“How are your miracle children?” That’s the phrase Amy Huston’s mom often uses when inquiring about her children – Eli, age four, and Hallie, age one. “And they really are little miracles,” Amy says.
With a heart condition that prevents her from safely carrying a pregnancy, Amy used gestational carriers (or surrogates) for both of her children. Eli was conceived after three rounds of invitro fertilization and is the biological child of Amy and her husband, Evan, while Hallie was conceived with the help of an egg donor.
“Because of my health condition, we had to take extra precautions during my egg retrievals, like having them done in an operating room instead of a fertility clinic,” Amy explains. “And we never got great results with any of them.”
Amy and Evan started trying for another child when Eli was six months old. They transferred their last remaining frozen embryo with a surrogate, but it didn’t take. “After that, we decided to use an egg donor for our next attempt to have another baby,” Amy says.
Will I love them the same?
For intended parents who already have a biological child or children, it can add another layer of complexity to the process of having a child via egg donation. Questions like “Will I compare him or her to my biological child?” or “Will I love a non-biological child the same?” may come to mind.

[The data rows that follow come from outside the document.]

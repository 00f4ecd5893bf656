//! Source asset records
// Copyright 2025 Vodforge Contributors
//
// Licensed under the Apache License, Version 2.0 (the "License");
// you may not use this file except in compliance with the License.
// You may obtain a copy of the License at
//
//     http://www.apache.org/licenses/LICENSE-2.0
//
// Unless required by applicable law or agreed to in writing, software
// distributed under the License is distributed on an "AS IS" BASIS,
// WITHOUT WARRANTIES OR CONDITIONS OF ANY KIND, either express or implied.
// See the License for the specific language governing permissions and
// limitations under the License.


use chrono::{DateTime, Utc};
use serde::{Deserialize, Serialize};
use std::path::PathBuf;
use uuid::Uuid;

/// One uploaded source video, independent of any encoded output.
///
/// Immutable once referenced by rendition jobs; deleted only when the owning
/// catalog entry is deleted, which cascades rendition deletion.
#[derive(Debug, Clone, Serialize, Deserialize)]
pub struct SourceAsset {
    pub asset_id: Uuid,
    pub storage_path: PathBuf,
    pub original_filename: String,
    /// Container/format as probed from the file, e.g. "mov,mp4,m4a".
    pub container_format: Option<String>,
    pub duration_secs: Option<u64>,
    pub size_bytes: u64,
    pub created_at: DateTime<Utc>,
}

“It’s hard when you first learn that an egg donor is your best option, but over time, you come to realize what an incredible option it is,” Amy says. “Any reservations you have about loving a child – you don’t have to worry because you will. Once that child is here, you get to just be a family. You’re that child’s parent, and it’s wonderful.”
Amy adds that she loves Eli and Hallie “equally but differently” because of who they are as individuals. “They are each their own unique person that we are getting to know,” she says.
The importance of nurture
Some of her children’s traits can be attributed to genetics, like Eli’s resemblance to Amy and Evan and Hallie’s personality, which Amy describes by saying, “She’s a firecracker!” (Noting that it’s not a trait Hallie gets from Amy or her husband, Amy says that she would love to ask her donor if she was as fiery as Hallie as a child.)
There are other characteristics that are a reflection of how Amy nurtures her children and the values she and Evan are instilling in them. For example, as a speech pathologist, Amy has been focused on helping her children develop language skills from an early age – something Hallie has been able to pick up quickly. “She’s very language driven; it’s one of her strengths,” Amy says. “It amazes me what a good communicator she is at just a year old.”
Amy also describes how Hallie has embraced her parent’s love of the beach, which is evident during the family’s trips to the ocean. “She loves it,” Amy says. “It’s neat to see how some of the things we have purposefully put into Hallie’s life are things she enjoys and are shaping her into the person she will become.”
Creating their family
In reflecting on her family, Amy describes a sense of wonder in how it all came together. “It’s amazing that we were able to have both of our children,” she says. “It was with the help of a lot of people, and I’m so grateful that there are people who are willing to help others have a family.”
She adds, “It’s been quite a journey to get to where we are, but when I think about it, it’s really a short amount of time compared to how long our children will be in our lives. Now, we’re just a regular family.”